[[ Supplied records, beginning ]]

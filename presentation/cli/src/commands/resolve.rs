use anyhow::Result;

use business::domain::product::errors::ProductError;
use business::domain::product::use_cases::resolve::ResolveProductParams;
use business::domain::product::value_objects::Barcode;

use crate::setup::dependency_injection::DependencyContainer;
use crate::view;

/// One-shot resolution of a single barcode.
pub async fn run(container: &DependencyContainer, barcode: String) -> Result<()> {
    let barcode = Barcode::new(barcode);

    let result = container
        .resolve_use_case
        .execute(ResolveProductParams {
            barcode: barcode.clone(),
        })
        .await;

    match result {
        Ok(resolution) => {
            println!("{}", view::render_resolution(&resolution));
            Ok(())
        }
        Err(ProductError::NotFound) => {
            println!(
                "Product not found. Enter details manually with: catalog add {}",
                barcode
            );
            Ok(())
        }
        Err(err) => Err(err.into()),
    }
}
pub mod client;
pub mod product_lookup;
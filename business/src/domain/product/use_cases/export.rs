use async_trait::async_trait;

use crate::domain::product::errors::ProductError;
use crate::domain::product::model::CatalogRow;
use crate::domain::product::value_objects::ExportFilter;

pub struct ExportCatalogParams {
    pub filter: ExportFilter,
}

#[async_trait]
pub trait ExportCatalogUseCase: Send + Sync {
    async fn execute(&self, params: ExportCatalogParams) -> Result<Vec<CatalogRow>, ProductError>;
}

[[ Supplied records, end ]]

# Task goal
Lines containing the word "business" must be found in the data above and copied.

# Task response
use business::domain::product::errors::ProductError;
use business::domain::product::use_cases::resolve::ResolveProductParams;
use business::domain::product::value_objects::Barcode;
filename business/src/domain/product/use_cases/export.rs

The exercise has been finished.